SCENE: The handheld camera walks to the door of the basement headquarters of “MinnesotaLiberalAlliance.Blogspot.com”. A crudely hand-lettered sign on the door reads “Wingnuts NOT ALOUD”.
The camera steps down the stairs into the hidden lair where the magic happens. Around a table, eyes glued to TV in an entertainment center along the wall, are MinnesotaLiberalAlliance.Blogspot.com’s writing staff; Aaron Roston, Gutterball Gary, Cat Scat, Leaky The Beagle, Betty Rae Torstengaardsen and Avery Librelle. At the head of the table, slouching in a folding chair, nervously running his hand through his hair, is Edmund DuChey, wearing a name-tag that identifies himself as the “Publisher” and “Senior Managing Executive Editor” of MinnesotaLiberalAlliance.Blogspot.com.
The assembled group is watching as the closing credits roll on the Democrat debate. Starting with DuChey, the group breaks into wan applause.
GUTTERBALL GARY: YEEEEAAAAAAAAAAAAAAAAH! (Nobody bats an eye)
LEAKY THE BEAGLE: (Speaking in an absurd phony German accent) Very intereshtink.
CAT SCAT: And every word was entirely true! I Googled it!
AARON ROSTON: Stupid wingnuts won’t know what hit them.
BETTY RAE TORSTENGAARDSEN: You know what I liked about Bernie Sanders? The positions he was talking about were almost identical to the positions of Nelson Rockefeller…
DUCHEY: (hissing, making “puke” symbol with his finger) He was a Republican
GARY: Rerthuglicon!
TORSTENGAARDSEN: Right – the point is, the Democratic party of today is right about where the Republican party was in 1968.
ROSTON: Right. And not that different from President Johnson.
DUCHEY: Peace be unto him.
LIBRELLE: And that was a time when the US was at its political and economic peak.
SCAT: Let me Google that…yes. It says so right here on “SmirkingChimp.com!” It’s a fact!
DUCHEY: I just wanna tell the stupid ignorant wingnuts to suck on that: when the US government was at its most progressive, we were at our economic and political peak.
BEAGLE: Very intereschtink.
(A brief burst of static and feedback erupts. A VOICE FROM ABOVE breaks in)
VOICE FROM ABOVE: Oh, that’s just stupid, people. Use your brains. In 1968, the US was the world’s only significant economy. Japan and Germany were just barely recovered from World War II. South Korea was trailing North Korea, economically. Singapore was a poverty-stricken third-world hellhole. Russia and China were gangster playgrounds that could barely feed their own people – indeed, China was still suffering famines. India was just descending into the nadir of its experience with socialism, and there was speculation that half of its people would starve to death by 1980. And we were able to import whatever oil that we didn’t produce, at incredibly favorable rates from impoverished countries that were happy for the business.
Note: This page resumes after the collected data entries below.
//! Plain records for a loaded CAN database.

/// A network participant, e.g. an ECU.
#[derive(Debug, Clone, PartialEq, Eq)]
pub struct Node {
    pub name: String,
}

impl Node {
    pub fn new(name: impl Into<String>) -> Self {
        Self { name: name.into() }
    }
}

/// A named field inside a message with its own consumers.
#[derive(Debug, Clone, PartialEq, Eq)]
pub struct Signal {
    pub name: String,
    pub receivers: Vec<String>,
}

impl Signal {
    pub fn new(name: impl Into<String>, receivers: &[&str]) -> Self {
        Self {
            name: name.into(),
            receivers: receivers.iter().map(|r| r.to_string()).collect(),
        }
    }
}

/// A CAN frame definition.
#[derive(Debug, Clone, PartialEq, Eq)]
pub struct Message {
    /// Arbitration id with the extended-frame flag already stripped.
    pub frame_id: u32,
    pub name: String,
    /// Payload length in bytes.
    pub dlc: u8,
    pub is_extended: bool,
    pub senders: Vec<String>,
    pub signals: Vec<Signal>,
}

impl Message {
    pub fn new(frame_id: u32, name: impl Into<String>, senders: &[&str]) -> Self {
        Self {
            frame_id,
            name: name.into(),
            dlc: 8,
            is_extended: false,
            senders: senders.iter().map(|s| s.to_string()).collect(),
            signals: Vec::new(),
        }
    }

    pub fn with_signal(mut self, signal: Signal) -> Self {
        self.signals.push(signal);
        self
    }

    /// True if `node` is one of the declared senders.
    pub fn is_sent_by(&self, node: &str) -> bool {
        self.senders.iter().any(|s| s == node)
    }

    /// True if any signal of the message lists `node` as a receiver.
    pub fn is_received_by(&self, node: &str) -> bool {
        self.signals
            .iter()
            .any(|sig| sig.receivers.iter().any(|r| r == node))
    }

    /// Edge label: name, then hex and decimal id.
    pub fn label(&self) -> String {
        format!("{}\n{:#x} ({})", self.name, self.frame_id, self.frame_id)
    }
}

/// Everything the parser hands over: declared nodes and messages.
#[derive(Debug, Clone, Default, PartialEq, Eq)]
pub struct Database {
    pub nodes: Vec<Node>,
    pub messages: Vec<Message>,
}

impl Database {
    pub fn new(nodes: Vec<Node>, messages: Vec<Message>) -> Self {
        Self { nodes, messages }
    }
}
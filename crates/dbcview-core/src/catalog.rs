//! Known node names and validation of user-supplied filters.

use std::collections::BTreeSet;

use dbcview_error::{Error, Result};

use crate::model::Database;
use crate::selection::SelectionConfig;

/// The distinct node names declared in the database, sorted.
pub fn known_nodes(db: &Database) -> BTreeSet<String> {
    db.nodes.iter().map(|n| n.name.clone()).collect()
}

/// Every requested name missing from `known`, in request order, each once.
pub fn validate<'a, I>(requested: I, known: &BTreeSet<String>) -> Vec<String>
where
    I: IntoIterator<Item = &'a str>,
{
    let mut invalid: Vec<String> = Vec::new();
    for name in requested {
        if !known.contains(name) && !invalid.iter().any(|n| n == name) {
            invalid.push(name.to_string());
        }
    }
    invalid
}

/// Abort conditions checked before any edge is computed.
///
/// `source_name` only ends up in the diagnostic.
pub fn ensure_selectable(
    source_name: &str,
    known: &BTreeSet<String>,
    config: &SelectionConfig,
) -> Result<()> {
    if known.is_empty() {
        return Err(Error::empty_catalog(source_name).with_operation("catalog::ensure_selectable"));
    }

    let invalid = validate(config.requested_names(), known);
    if !invalid.is_empty() {
        return Err(Error::unknown_node_names(&invalid, known)
            .with_context("file", source_name)
            .with_operation("catalog::ensure_selectable"));
    }

    Ok(())
}
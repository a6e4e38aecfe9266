//! Graph titles.

use std::collections::BTreeSet;
use std::path::Path;

/// Title for the graph of `source`, e.g. `bus from ECU1 to ECU2`.
///
/// `senders` and `receivers` are the lists the user typed, not the resolved
/// sets. Clauses are only added when the two lists differ as sets, and each
/// clause only when its list is non-empty.
pub fn name_for(source: &Path, senders: &[String], receivers: &[String]) -> String {
    let mut title = source
        .file_stem()
        .map(|s| s.to_string_lossy().into_owned())
        .unwrap_or_else(|| source.display().to_string());

    let sender_set: BTreeSet<&String> = senders.iter().collect();
    let receiver_set: BTreeSet<&String> = receivers.iter().collect();
    if sender_set != receiver_set {
        if !senders.is_empty() {
            title.push_str(" from ");
            title.push_str(&senders.join(" "));
        }
        if !receivers.is_empty() {
            title.push_str(" to ");
            title.push_str(&receivers.join(" "));
        }
    }

    title
}
use std::fs;
use std::path::PathBuf;

use dbcview::{ViewOptions, run_main};
use dbcview_core::SelectionConfig;
use dbcview_dot::OutputFormat;
use dbcview_error::ErrorKind;
use tempfile::tempdir;

fn fixture_source() -> &'static str {
    r#"VERSION ""

BU_: VCU MOT CHG BMS

BO_ 192 MotorStatus: 8 MOT
 SG_ Rpm : 0|16@1+ (1,0) [0|20000] "rpm" VCU
 SG_ Temp : 16|8@1+ (1,-40) [-40|215] "degC" VCU,BMS

BO_ 16 VcuCommand: 8 VCU
 SG_ TorqueReq : 0|16@1+ (0.1,0) [0|6553.5] "Nm" MOT

BO_ 1008 ChargerStatus: 8 CHG
 SG_ Current : 0|16@1+ (0.1,0) [0|6553.5] "A" VCU,BMS
"#
}

fn write_fixture() -> (tempfile::TempDir, PathBuf) {
    let dir = tempdir().expect("tempdir");
    let file_path = dir.path().join("powertrain.dbc");
    fs::write(&file_path, fixture_source()).expect("write fixture");
    (dir, file_path)
}

fn base_options(file: PathBuf, out: PathBuf) -> ViewOptions {
    ViewOptions {
        filename: file,
        selection: SelectionConfig::default(),
        output_dir: Some(out),
        format: OutputFormat::Dot,
        view: false,
    }
}

#[test]
fn full_graph_writes_dot_source() {
    let (dir, file) = write_fixture();
    let opts = base_options(file, dir.path().to_path_buf());

    let report = run_main(&opts).expect("run");
    assert_eq!(report.title, "powertrain");
    assert_eq!(report.edge_count, 5);
    assert_eq!(report.artifact.source, dir.path().join("powertrain.gv"));

    let dot = fs::read_to_string(&report.artifact.source).expect("read dot");
    let first = r##""VCU" -> "MOT" [label="VcuCommand\n0x10 (16)", color="#ff0000""##;
    let last = r##""CHG" -> "BMS" [label="ChargerStatus\n0x3f0 (1008)", color="#0000ff""##;
    assert!(dot.contains(first), "{dot}");
    assert!(dot.contains(last), "{dot}");
}

#[test]
fn sender_receiver_filter_names_the_graph() {
    let (dir, file) = write_fixture();
    let mut opts = base_options(file, dir.path().to_path_buf());
    opts.selection.senders = vec!["MOT".into()];
    opts.selection.receivers = vec!["VCU".into()];

    let report = run_main(&opts).expect("run");
    assert_eq!(report.title, "powertrain from MOT to VCU");
    assert_eq!(report.edge_count, 1);
    assert_eq!(
        report.artifact.source,
        dir.path().join("powertrain_from_MOT_to_VCU.gv")
    );

    let dot = fs::read_to_string(&report.artifact.source).expect("read dot");
    assert!(dot.contains("color=\"#7f007f\""), "single id uses midpoint color: {dot}");
}

#[test]
fn unknown_node_aborts_without_artifact() {
    let (dir, file) = write_fixture();
    let out = dir.path().join("out");
    fs::create_dir(&out).expect("mkdir");
    let mut opts = base_options(file, out.clone());
    opts.selection.senders = vec!["ABS".into()];

    let err = run_main(&opts).expect_err("unknown sender");
    assert_eq!(err.kind(), ErrorKind::UnknownNodeName);
    assert_eq!(err.context_value("invalid"), Some("ABS"));
    assert_eq!(err.context_value("known"), Some("BMS, CHG, MOT, VCU"));
    assert_eq!(fs::read_dir(&out).expect("read out").count(), 0);
}

#[test]
fn empty_catalog_aborts() {
    let dir = tempdir().expect("tempdir");
    let file = dir.path().join("empty.dbc");
    fs::write(&file, "VERSION \"\"\n\nBU_:\n").expect("write");

    let err = run_main(&base_options(file, dir.path().to_path_buf())).expect_err("no nodes");
    assert_eq!(err.kind(), ErrorKind::EmptyCatalog);
}

#[test]
fn no_edges_still_produces_a_graph() {
    let (dir, file) = write_fixture();
    let mut opts = base_options(file, dir.path().to_path_buf());
    opts.selection.senders = vec!["BMS".into()];

    let report = run_main(&opts).expect("run");
    assert_eq!(report.edge_count, 0);
    assert_eq!(report.senders, vec!["BMS"]);
    let dot = fs::read_to_string(&report.artifact.source).expect("read dot");
    assert!(!dot.contains("->"));
}

#[test]
fn missing_input_file_is_reported() {
    let dir = tempdir().expect("tempdir");
    let opts = base_options(dir.path().join("nope.dbc"), dir.path().to_path_buf());
    let err = run_main(&opts).expect_err("missing file");
    assert_eq!(err.kind(), ErrorKind::FileNotFound);
}

#[test]
fn directory_input_is_rejected() {
    let dir = tempdir().expect("tempdir");
    let opts = base_options(dir.path().to_path_buf(), dir.path().to_path_buf());
    let err = run_main(&opts).expect_err("directory input");
    assert_eq!(err.kind(), ErrorKind::InvalidArgument);
    assert!(err.kind().is_user_error());
    assert!(err.message().contains("expected a DBC file"));
}
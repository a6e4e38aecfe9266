//! The selection -> edges -> styling pipeline.

use std::path::Path;

use tracing::{info, warn};

use dbcview_error::{ErrorKind, Result};

use crate::catalog::{ensure_selectable, known_nodes};
use crate::color::{Color, PriorityColorMapper};
use crate::edges::{Edge, compute_all_edges};
use crate::model::Database;
use crate::naming::name_for;
use crate::selection::{Selection, SelectionConfig, resolve};

/// Validate `config` against the database and resolve it into node sets.
///
/// Fails with `EmptyCatalog` or `UnknownNodeName`; nothing is computed then.
pub fn select(db: &Database, source: &Path, config: &SelectionConfig) -> Result<Selection> {
    let known = known_nodes(db);
    ensure_selectable(&source.display().to_string(), &known, config)?;

    let selection = resolve(config, &known);
    info!(
        mode = ?selection.mode,
        senders = selection.senders.len(),
        receivers = selection.receivers.len(),
        "resolved selection"
    );
    Ok(selection)
}

/// Edge as handed to a renderer.
#[derive(Debug, Clone, PartialEq, Eq)]
pub struct StyledEdge<'a> {
    pub tail: &'a str,
    pub head: &'a str,
    pub label: String,
    pub color: Color,
}

/// Titled edge list with colors scaled to its own frame id range.
#[derive(Debug, Clone)]
pub struct CommGraph<'db> {
    pub title: String,
    pub edges: Vec<Edge<'db>>,
    colors: Option<PriorityColorMapper>,
}

impl<'db> CommGraph<'db> {
    /// Compute the edges for `selection`. `config` only feeds the title.
    ///
    /// An empty result is logged, not treated as an error.
    pub fn build(
        db: &'db Database,
        selection: &'db Selection,
        source: &Path,
        config: &SelectionConfig,
    ) -> Self {
        let edges = compute_all_edges(db, &selection.senders, &selection.receivers);
        if edges.is_empty() {
            warn!(
                kind = %ErrorKind::NoMatchingEdges,
                senders = ?selection.senders,
                receivers = ?selection.receivers,
                "no edges found"
            );
        }

        Self {
            title: name_for(source, &config.senders, &config.receivers),
            colors: PriorityColorMapper::for_edges(&edges),
            edges,
        }
    }

    pub fn is_empty(&self) -> bool {
        self.edges.is_empty()
    }

    pub fn styled_edges(&self) -> impl Iterator<Item = StyledEdge<'db>> + '_ {
        // colors is only None when there are no edges
        let colors = self.colors;
        self.edges.iter().filter_map(move |edge| {
            let colors = colors?;
            Some(StyledEdge {
                tail: edge.sender,
                head: edge.receiver,
                label: edge.message.label(),
                color: colors.color_for(edge.message),
            })
        })
    }
}
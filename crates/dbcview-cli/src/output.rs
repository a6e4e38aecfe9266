//! Output location and artifact emission.

use std::path::{Path, PathBuf};

use tracing::{info, warn};

use dbcview_dot::{Artifact, OutputFormat, open_in_viewer, write_artifact};
use dbcview_error::{Error, Result};

/// `requested` if it is an existing directory, else a fresh temp directory.
///
/// The temp directory is kept after the run so a viewer can still open it.
pub fn resolve_output_dir(requested: Option<&Path>) -> Result<PathBuf> {
    match requested {
        Some(dir) if dir.is_dir() => return Ok(dir.to_path_buf()),
        Some(dir) => warn!(path = %dir.display(), "output directory missing, using a temp dir"),
        None => {}
    }

    let dir = tempfile::Builder::new()
        .prefix("dbcview-")
        .tempdir()
        .map_err(|e| Error::from(e).with_operation("output::resolve_output_dir"))?;
    Ok(dir.keep())
}

/// Write and render the graph into `dir`, then optionally open it.
pub fn emit(
    dir: &Path,
    title: &str,
    dot: &str,
    format: OutputFormat,
    view: bool,
) -> Result<Artifact> {
    let artifact = write_artifact(dir, title, dot, format)?;
    info!(path = %artifact.primary().display(), "graph written");

    if view {
        if let Err(e) = open_in_viewer(artifact.primary()) {
            warn!(error = %e, "could not open viewer");
        }
    }
    Ok(artifact)
}
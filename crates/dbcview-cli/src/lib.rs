//! dbcview command-line interface.
//!
pub mod options;
pub mod output;
pub mod pipeline;

use std::path::PathBuf;

use dbcview_core::SelectionConfig;
use dbcview_dot::{Artifact, OutputFormat};
use dbcview_error::{Error, Result};

pub use options::{SelectionArgs, split_list};
pub use pipeline::build_dot;

/// Options for one dbcview run.
#[derive(Debug, Clone, Default)]
pub struct ViewOptions {
    pub filename: PathBuf,
    pub selection: SelectionConfig,
    /// Used when it names an existing directory; otherwise a temp dir is made.
    pub output_dir: Option<PathBuf>,
    pub format: OutputFormat,
    pub view: bool,
}

/// What a successful run produced.
#[derive(Debug, Clone)]
pub struct RunReport {
    pub title: String,
    pub edge_count: usize,
    pub senders: Vec<String>,
    pub receivers: Vec<String>,
    pub artifact: Artifact,
}

/// Main entry point
pub fn run_main(opts: &ViewOptions) -> Result<RunReport> {
    if opts.filename.is_dir() {
        return Err(Error::invalid_argument(format!(
            "expected a DBC file, got directory '{}'",
            opts.filename.display()
        ))
        .with_operation("cli::run_main"));
    }
    if !opts.filename.is_file() {
        return Err(Error::file_not_found(opts.filename.display().to_string())
            .with_operation("cli::run_main"));
    }

    let rendered = build_dot(&opts.filename, &opts.selection)?;

    let dir = output::resolve_output_dir(opts.output_dir.as_deref())?;
    let artifact = output::emit(&dir, &rendered.title, &rendered.dot, opts.format, opts.view)?;

    Ok(RunReport {
        title: rendered.title,
        edge_count: rendered.edge_count,
        senders: rendered.senders,
        receivers: rendered.receivers,
        artifact,
    })
}
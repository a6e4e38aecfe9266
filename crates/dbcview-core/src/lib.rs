//! Core of dbcview: turns a flat list of CAN message definitions into the
//! sender -> receiver edges that get drawn.
//!
//! # Module Structure
//!
//! - [`model`]: Node, Message, Signal and Database records
//! - [`catalog`]: known node names and filter validation
//! - [`selection`]: filter modes resolved into sender/receiver sets
//! - [`order`]: messages ordered by frame id
//! - [`edges`]: (sender, receiver, message) extraction
//! - [`color`]: priority color relative to the displayed edges
//! - [`naming`]: graph title from file name and filters
//! - [`graph`]: the pipeline tying the above together

pub mod catalog;
pub mod color;
pub mod edges;
pub mod graph;
pub mod model;
pub mod naming;
pub mod order;
pub mod selection;

pub use catalog::{ensure_selectable, known_nodes, validate};
pub use color::{Color, PriorityColorMapper};
pub use edges::{Edge, compute_all_edges, edges_for};
pub use graph::{CommGraph, StyledEdge, select};
pub use model::{Database, Message, Node, Signal};
pub use naming::name_for;
pub use selection::{Selection, SelectionConfig, SelectionMode, resolve};

pub use dbcview_error::{Error, ErrorKind, Result};
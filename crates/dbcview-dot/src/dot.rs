//! DOT format utilities for graph rendering.

use std::fmt::Write;

/// Make a string safe to use as a file name stem.
/// Replaces anything but ASCII alphanumerics, '-' and '_' with underscore.
pub fn sanitize_file_stem(input: &str) -> String {
    input
        .chars()
        .map(|c| {
            if c.is_ascii_alphanumeric() || c == '-' || c == '_' {
                c
            } else {
                '_'
            }
        })
        .collect()
}

/// Escape special characters for quoted DOT strings.
pub fn escape_label(input: &str) -> String {
    input
        .replace('\\', "\\\\")
        .replace('"', "\\\"")
        .replace('\n', "\\n")
}

/// Write indentation to output.
fn write_indent(output: &mut String, level: usize) {
    for _ in 0..level {
        output.push_str("  ");
    }
}

/// A DOT graph builder. Every id and value is written quoted.
pub struct DotBuilder {
    output: String,
    indent: usize,
}

impl DotBuilder {
    /// Create a new DOT digraph with the given name.
    pub fn new(name: &str) -> Self {
        let mut output = String::with_capacity(4096);
        let _ = writeln!(output, "digraph \"{}\" {{", escape_label(name));
        Self { output, indent: 1 }
    }

    /// Add a graph attribute.
    pub fn attr(&mut self, key: &str, value: &str) -> &mut Self {
        write_indent(&mut self.output, self.indent);
        let _ = writeln!(self.output, "{}=\"{}\";", key, escape_label(value));
        self
    }

    /// Add a node style default.
    pub fn node_style(&mut self, attrs: &str) -> &mut Self {
        write_indent(&mut self.output, self.indent);
        let _ = writeln!(self.output, "node [{attrs}];");
        self
    }

    /// Add a blank line for readability.
    pub fn blank(&mut self) -> &mut Self {
        self.output.push('\n');
        self
    }

    /// Add an edge with attributes.
    pub fn edge_with_attrs(&mut self, from: &str, to: &str, attrs: &[(&str, &str)]) -> &mut Self {
        write_indent(&mut self.output, self.indent);
        let _ = write!(
            self.output,
            "\"{}\" -> \"{}\" [",
            escape_label(from),
            escape_label(to)
        );
        for (i, (key, value)) in attrs.iter().enumerate() {
            if i > 0 {
                self.output.push_str(", ");
            }
            let _ = write!(self.output, "{}=\"{}\"", key, escape_label(value));
        }
        self.output.push_str("];\n");
        self
    }

    /// Finish building and return the DOT string.
    pub fn build(mut self) -> String {
        self.output.push_str("}\n");
        self.output
    }
}
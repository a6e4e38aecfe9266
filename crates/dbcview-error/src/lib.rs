//! # dbcview-error
//!
//! Unified error handling for dbcview.
//!
//! - **ErrorKind**: what went wrong (e.g. `UnknownNodeName`, `ParseFailed`)
//! - **Error context**: key/value pairs that help locate the cause
//! - **Error source**: the wrapped lower-level error, if any
//!
//! ```rust
//! use dbcview_error::{Error, ErrorKind};
//!
//! fn example() -> Result<(), Error> {
//!     Err(Error::new(ErrorKind::ParseFailed, "expected message id")
//!         .with_operation("dbc::parse_message")
//!         .with_context("line", "42"))
//! }
//! ```

mod error;
mod kind;

pub use error::Error;
pub use kind::ErrorKind;

/// Result type alias using the dbcview Error
pub type Result<T> = std::result::Result<T, Error>;
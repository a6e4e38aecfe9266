use std::fs;

use dbcview_dbc::load_file;
use dbcview_error::ErrorKind;
use tempfile::tempdir;

const BODY_BUS: &str = r#"VERSION "1.0"

BU_: BCM DOOR_FL DOOR_FR

BO_ 784 DoorCmd: 4 BCM
 SG_ LockFL : 0|1@1+ (1,0) [0|1] "" DOOR_FL
 SG_ LockFR : 1|1@1+ (1,0) [0|1] "" DOOR_FR

BO_ 800 DoorState: 2 DOOR_FL
 SG_ Open : 0|1@1+ (1,0) [0|1] "" BCM
"#;

#[test]
fn loads_nodes_and_messages_from_disk() {
    let dir = tempdir().expect("tempdir");
    let path = dir.path().join("body.dbc");
    fs::write(&path, BODY_BUS).expect("write fixture");

    let db = load_file(&path).expect("load body.dbc");
    assert_eq!(db.nodes.len(), 3);
    assert_eq!(db.messages.len(), 2);

    let cmd = db
        .messages
        .iter()
        .find(|m| m.name == "DoorCmd")
        .expect("DoorCmd");
    assert!(cmd.is_sent_by("BCM"));
    assert!(cmd.is_received_by("DOOR_FR"));
}

#[test]
fn non_utf8_comments_do_not_abort_loading() {
    let dir = tempdir().expect("tempdir");
    let path = dir.path().join("latin1.dbc");
    let mut bytes = BODY_BUS.as_bytes().to_vec();
    bytes.extend_from_slice(b"CM_ BU_ BCM \"T\xfcrsteuerung\";\n");
    fs::write(&path, bytes).expect("write fixture");

    let db = load_file(&path).expect("load latin1.dbc");
    assert_eq!(db.messages.len(), 2);
}

#[test]
fn missing_file_is_file_not_found() {
    let dir = tempdir().expect("tempdir");
    let err = load_file(&dir.path().join("absent.dbc")).unwrap_err();
    assert_eq!(err.kind(), ErrorKind::FileNotFound);
    assert!(err.context_value("path").is_some());
}
use crate::kanji::{KanjiMisc, Readings};
use crate::name::NameRecord;
use serde::{Deserialize, Serialize};
use std::collections::HashMap;

/// The radical info attached to a resolved kanji lookup.
#[derive(Debug, Clone, PartialEq, Eq, Serialize, Deserialize)]
pub struct RadicalResult {
    pub x: u32,
    pub b: String,
    #[serde(default, skip_serializing_if = "Option::is_none")]
    pub k: Option<String>,
    /// Present iff a variant (rather than the base) radical was selected for
    /// this kanji (spec.md §8 testable property).
    #[serde(default, skip_serializing_if = "Option::is_none")]
    pub base: Option<RadicalBase>,
}

#[derive(Debug, Clone, PartialEq, Eq, Serialize, Deserialize)]
pub struct RadicalBase {
    pub b: String,
    #[serde(default, skip_serializing_if = "Option::is_none")]
    pub k: Option<String>,
}

/// One resolved component of a kanji's `comp` string.
#[derive(Debug, Clone, PartialEq, Eq, Serialize, Deserialize)]
pub struct ComponentResult {
    pub c: char,
    pub na: Vec<String>,
    pub m: Vec<String>,
    #[serde(default, skip_serializing_if = "Option::is_none")]
    pub m_lang: Option<String>,
    #[serde(default, skip_serializing_if = "Option::is_none")]
    pub k: Option<String>,
}

/// A related kanji, expanded from a `cf` id (spec.md §4.5 bullet 5).
#[derive(Debug, Clone, PartialEq, Eq, Serialize, Deserialize)]
pub struct RelatedKanji {
    pub c: u32,
    pub r: Readings,
    pub m: Vec<String>,
    #[serde(default, skip_serializing_if = "Option::is_none")]
    pub m_lang: Option<String>,
    pub misc: KanjiMisc,
}

/// The fully resolved result of a `getKanji` lookup for one character.
#[derive(Debug, Clone, PartialEq, Eq, Serialize, Deserialize)]
pub struct KanjiResult {
    pub c: u32,
    pub r: Readings,
    pub m: Vec<String>,
    #[serde(default, skip_serializing_if = "Option::is_none")]
    pub m_lang: Option<String>,
    pub rad: RadicalResult,
    pub comp: Vec<ComponentResult>,
    #[serde(default)]
    pub refs: HashMap<String, serde_json::Value>,
    pub misc: KanjiMisc,
    #[serde(default, skip_serializing_if = "Vec::is_empty")]
    pub cf: Vec<RelatedKanji>,
}

/// Result rank for a name/word lookup (spec.md §4.5, GLOSSARY "Kana-equivalent match").
#[derive(Debug, Clone, Copy, PartialEq, Eq, Serialize, Deserialize)]
pub enum MatchRank {
    /// Matched the kanji-spelling or reading index on the literal query.
    Exact,
    /// Matched only after hiragana-normalization of the query and/or index.
    KanaEquivalent,
}

#[derive(Debug, Clone, PartialEq, Eq, Serialize, Deserialize)]
pub struct RankedName {
    pub rank: MatchRank,
    pub record: NameRecord,
}

/// The result of a `getNames` query: exact matches first, then kana-equivalent
/// matches, insertion order preserved within each rank (spec.md §4.5, §8).
#[derive(Debug, Clone, Default, PartialEq, Eq, Serialize, Deserialize)]
pub struct NameQueryResult {
    pub matches: Vec<RankedName>,
}

impl NameQueryResult {
    pub fn records(&self) -> impl Iterator<Item = &NameRecord> {
        self.matches.iter().map(|m| &m.record)
    }
}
In 1968, the US was one of two military superpowers – but it was the only economic superpower. The entire world was its market. So the likes of LBJ and Nelson Rockefeller could feel free to write post-dated checks for fripperies like bottomless entitlement programs and count on the Growth Fairy to let future generations pay for them – because it’d worked just fine for…the previous 20 years or so.
We were like someone who’d just won the lottery, and was spending like there was no tomorrow.
ROSTON: Who is that?
SCAT: Let me google that…
TORSTENGAARDSEN: It’s a voice from above…
SCAT: Hah! Johnson wasn’t president until 1972! It says so on Crooks and Liars.com!
VOICE: In the seventies, Germany and Japan’s economies became competitive with ours, and OPEC and Iran sent tremors through our economy by jiggling the oil market on us. In the 1980s, South Korea and Singapore became significant players. In the 1990s, India threw off the worst excesses of socialism, and China pragmatically moved into state cartel capitalism, and suddenly they were legitimate competitors, too.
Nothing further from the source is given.